How Does Dog Care Differ Across Breeds?

People often say a pet is a lot of responsibility, and they aren't wrong. Pets need a lot of attention and care, including dog breeds with the most basic grooming and care needs. Though not every dog needs the same level of attention in every category, some dogs need special treatment.

When picking out a new dog, the breed should be the most important aspect. A dog's breed can tell you what she will and won't need. After all, a rottweiler and a Chihuahua will have a lot of differences in terms of their care needs. Everything matters, from size, fur, health, and other aspects of the dog's breed.


One of the more obvious differences in dogs is how often they need to be groomed, if ever. Some dogs shed their hair, like Labradors, and will not require regular grooming. Meanwhile, other dogs don't shed, like Yorkshire terriers, and will need to have their hair cut every few weeks for proper hygiene.

Continually shedding dogs or dogs with long hair will need to be brushed regularly. If not brushed, long-haired dogs will develop painful mats filled with outside debris. Brushing a shedding dog will keep the extra hair from getting around the home and ensure the dog is always comfortable.
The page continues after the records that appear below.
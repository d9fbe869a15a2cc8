pub mod cli;
pub mod convert;
pub mod error;
pub mod naming;
pub mod run;
pub mod sample;
pub mod stats;
pub mod stream;
pub mod types;

// Re-export commonly used items
pub use error::RescaleError;
pub use run::{RunConfig, RunSummary, run};
pub use sample::{Sample, SampleKind};
//! Value types shared by the passes

use crate::error::RescaleError;
use std::fmt;
use std::path::PathBuf;

/// One input volume file and the 8-bit file it turns into
#[derive(Debug, Clone, PartialEq, Eq)]
pub struct VolumeFile {
    pub input: PathBuf,
    pub output: PathBuf,
    /// Size in bytes, queried once during preflight
    pub size: u64,
}

/// Global minimum and maximum sample value across the input set
#[derive(Debug, Clone, Copy, PartialEq)]
pub struct Extent {
    pub minimum: f64,
    pub maximum: f64,
}

impl Extent {
    #[must_use]
    pub fn new(minimum: f64, maximum: f64) -> Self {
        Self { minimum, maximum }
    }

    #[inline]
    #[must_use]
    pub fn range(&self) -> f64 {
        self.maximum - self.minimum
    }

    /// A zero or NaN range cannot be binned or scaled
    #[inline]
    #[must_use]
    pub fn is_degenerate(&self) -> bool {
        let range = self.range();
        range.is_nan() || range <= 0.0
    }
}

impl fmt::Display for Extent {
    fn fmt(&self, f: &mut fmt::Formatter<'_>) -> fmt::Result {
        write!(
            f,
            "{min:.4} / {max:.4} (range {range:.4})",
            min = self.minimum,
            max = self.maximum,
            range = self.range()
        )
    }
}

/// Sample-space bounds used as the input range for scaling to 8 bits
#[derive(Debug, Clone, Copy, PartialEq)]
pub struct PercentileWindow {
    pub low: f64,
    pub high: f64,
}

impl PercentileWindow {
    #[must_use]
    pub fn new(low: f64, high: f64) -> Self {
        Self { low, high }
    }

    #[inline]
    #[must_use]
    pub fn scale_range(&self) -> f64 {
        self.high - self.low
    }
}

impl fmt::Display for PercentileWindow {
    fn fmt(&self, f: &mut fmt::Formatter<'_>) -> fmt::Result {
        write!(f, "[{low:.4}, {high:.4}]", low = self.low, high = self.high)
    }
}

/// Fraction of samples clipped at each end of the distribution
///
/// Only constructible inside `[0.0, 0.5]`, so `low() <= high()` always holds.
#[derive(Debug, Clone, Copy, PartialEq)]
pub struct Threshold(f64);

impl Threshold {
    pub const DEFAULT: f64 = 0.002;

    pub fn new(value: f64) -> Result<Self, RescaleError> {
        if !(0.0..=0.5).contains(&value) {
            return Err(RescaleError::BadThreshold(value));
        }
        Ok(Self(value))
    }

    #[inline]
    #[must_use]
    pub fn low(self) -> f64 {
        self.0
    }

    #[inline]
    #[must_use]
    pub fn high(self) -> f64 {
        1.0 - self.0
    }
}

impl Default for Threshold {
    fn default() -> Self {
        Self(Self::DEFAULT)
    }
}

impl fmt::Display for Threshold {
    fn fmt(&self, f: &mut fmt::Formatter<'_>) -> fmt::Result {
        write!(
            f,
            "{low:.2}% - {high:.2}%",
            low = 100.0 * self.low(),
            high = 100.0 * self.high()
        )
    }
}

/// Byte count rendered with its GiB equivalent for log lines
#[derive(Debug, Clone, Copy, PartialEq, Eq, PartialOrd, Ord, Default)]
pub struct ByteSize(pub u64);

impl ByteSize {
    const GIBI: f64 = 1_073_741_824.0;

    #[inline]
    #[must_use]
    pub fn gib(self) -> f64 {
        self.0 as f64 / Self::GIBI
    }
}

impl fmt::Display for ByteSize {
    fn fmt(&self, f: &mut fmt::Formatter<'_>) -> fmt::Result {
        write!(f, "{bytes} bytes ({gib:.3} GiB)", bytes = self.0, gib = self.gib())
    }
}
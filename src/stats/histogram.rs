//! Uniform-width histogram over the extent
//!
//! Bins span `[minimum, maximum]`. A value equal to `maximum` would land one
//! past the last bin, so indices are clamped into `[0, N-1]`.

use crate::error::RescaleError;
use crate::sample::Sample;
use crate::types::Extent;
use rayon::prelude::*;
use std::num::NonZeroUsize;

/// Samples per rayon task when counting a chunk in parallel
const PARALLEL_SPLIT: usize = 1 << 18;

/// Bin geometry derived once from the extent
#[derive(Debug, Clone, Copy, PartialEq)]
pub struct BinLayout {
    minimum: f64,
    maximum: f64,
    bin_width: f64,
    bin_factor: f64,
    bins: usize,
}

impl BinLayout {
    pub fn new(extent: Extent, bins: NonZeroUsize) -> Result<Self, RescaleError> {
        if extent.is_degenerate() {
            return Err(RescaleError::DegenerateRange {
                low: extent.minimum,
                high: extent.maximum,
            });
        }

        let bins = bins.get();
        let range = extent.range();
        Ok(Self {
            minimum: extent.minimum,
            maximum: extent.maximum,
            bin_width: range / bins as f64,
            bin_factor: bins as f64 / range,
            bins,
        })
    }

    #[inline]
    #[must_use]
    pub fn bins(&self) -> usize {
        self.bins
    }

    #[inline]
    #[must_use]
    pub fn bin_width(&self) -> f64 {
        self.bin_width
    }

    #[inline]
    #[must_use]
    pub fn minimum(&self) -> f64 {
        self.minimum
    }

    #[inline]
    #[must_use]
    pub fn maximum(&self) -> f64 {
        self.maximum
    }

    /// Bin for `value`; below-range and NaN go to 0, at-or-above-range to N-1
    #[inline(always)]
    #[must_use]
    pub fn bin_index(&self, value: f64) -> usize {
        // float-to-int `as` saturates and maps NaN to 0
        let raw = (self.bin_factor * (value - self.minimum)) as usize;
        raw.min(self.bins - 1)
    }

    #[inline]
    #[must_use]
    pub fn lower_edge(&self, bin: usize) -> f64 {
        self.minimum + bin as f64 * self.bin_width
    }

    #[inline]
    #[must_use]
    pub fn upper_edge(&self, bin: usize) -> f64 {
        if bin + 1 >= self.bins {
            self.maximum
        } else {
            self.lower_edge(bin + 1)
        }
    }
}

/// Counter per bin
#[derive(Debug, Clone, PartialEq, Eq)]
pub struct Histogram {
    counts: Vec<u64>,
}

impl Histogram {
    #[must_use]
    pub fn new(bins: usize) -> Self {
        Self {
            counts: vec![0; bins],
        }
    }

    #[must_use]
    pub fn counts(&self) -> &[u64] {
        &self.counts
    }

    #[must_use]
    pub fn bins(&self) -> usize {
        self.counts.len()
    }

    /// Number of samples counted so far
    #[must_use]
    pub fn total(&self) -> u64 {
        self.counts.iter().sum()
    }

    // Hot path: every sample of pass 2
    #[inline]
    pub fn add_samples<S: Sample>(&mut self, layout: &BinLayout, chunk: &[S]) {
        for &value in chunk {
            if value.is_saturation_sentinel() {
                continue;
            }
            self.counts[layout.bin_index(value.to_f64())] += 1;
        }
    }

    /// Same result as [`Histogram::add_samples`], counted on the rayon pool
    ///
    /// Each task fills its own counters; they are summed once the whole
    /// chunk is done and only then added to `self`.
    pub fn add_samples_parallel<S: Sample>(&mut self, layout: &BinLayout, chunk: &[S]) {
        if chunk.len() <= PARALLEL_SPLIT {
            self.add_samples(layout, chunk);
            return;
        }

        let bins = self.bins();
        let partial = chunk
            .par_chunks(PARALLEL_SPLIT)
            .map(|part| {
                let mut local = Histogram::new(bins);
                local.add_samples(layout, part);
                local
            })
            .reduce(
                || Histogram::new(bins),
                |mut acc, local| {
                    acc.merge(&local);
                    acc
                },
            );
        self.merge(&partial);
    }

    /// Counter-wise addition of `other` into `self`
    pub fn merge(&mut self, other: &Histogram) {
        debug_assert_eq!(self.bins(), other.bins());
        for (mine, theirs) in self.counts.iter_mut().zip(&other.counts) {
            *mine += theirs;
        }
    }
}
While some dogs are easier to train than others, stereotypes about training certain breeds usually fall flat. Not all beagles howl all the time, and not all pit bulls are aggressive. Despite rumors to the contrary, all dog breeds can be trained without special treatment depending on breed. Yes, small and large dogs will be trained in the same things using slightly different techniques, but the execution is the same.

The most important tip is positive reinforcement. All dogs like to be praised and will do the same things over again hoping for similar results, much like people. Provide rewards based on the dog's personality and breed. Terriers may prefer a treat while a basset hounds might like a game of tug. Find out what your particular dog likes most and reward her accordingly. Just remember to keep the positive motivation consistent!


For dogs, playing is exercise. Some dogs prefer to be lazy, so their exercise may consist of a daily walk around the neighborhood with their owner. Other dogs, such as border collies and huskies, are very energetic and like to be active. Most importantly, dogs love to play with their owners or other dogs rather than by themselves.

A toy dog left to play alone may become mischievous to get more attention. Digging in the yard or chewing on shoes is only the tip of the iceberg. At the same time, some dogs can become lonely and withdrawn if left alone. Training not to be overly dependent on the owner is an excellent way to keep your dog happy and hopeful when you have to be away.


Dogs should eat dog food as often as possible, while human food remains an occasional treat if fed to them at all. While not all human food is harmful to dogs, not knowing the difference could mean the worst for your pet. There are some foods especially good for your dog, like oatmeal to help with bowel functions and salmon for Omega-3 fatty acids. Even peanut butter can be used to help your dog eat something she doesn't want, like medicine.

No dogs should eat foods containing chocolate, gum, onions, garlic, grapes, alcohol, dairy, coffee, or macadamia nuts. The only diet plan specialized to your dog's breed is portions depending on her size. The rest of the diet plan should be personalized for whatever problems your dog may have, such as obesity, heart issues, cancers, and other specific conditions.

The Perfect Pup

Some breeds are higher maintenance than others, and some dogs like to sleep all day while others prefer to run in circles for hours on end. Every dog is his or her own being and the personality changes are vast, but dividing them by breed can help one gain an understanding early on for what kind of care they'll require. If you can't provide for a dog with high energy and lots of hair, there's no harm in looking on the other end of the spectrum. The dog will love you either way.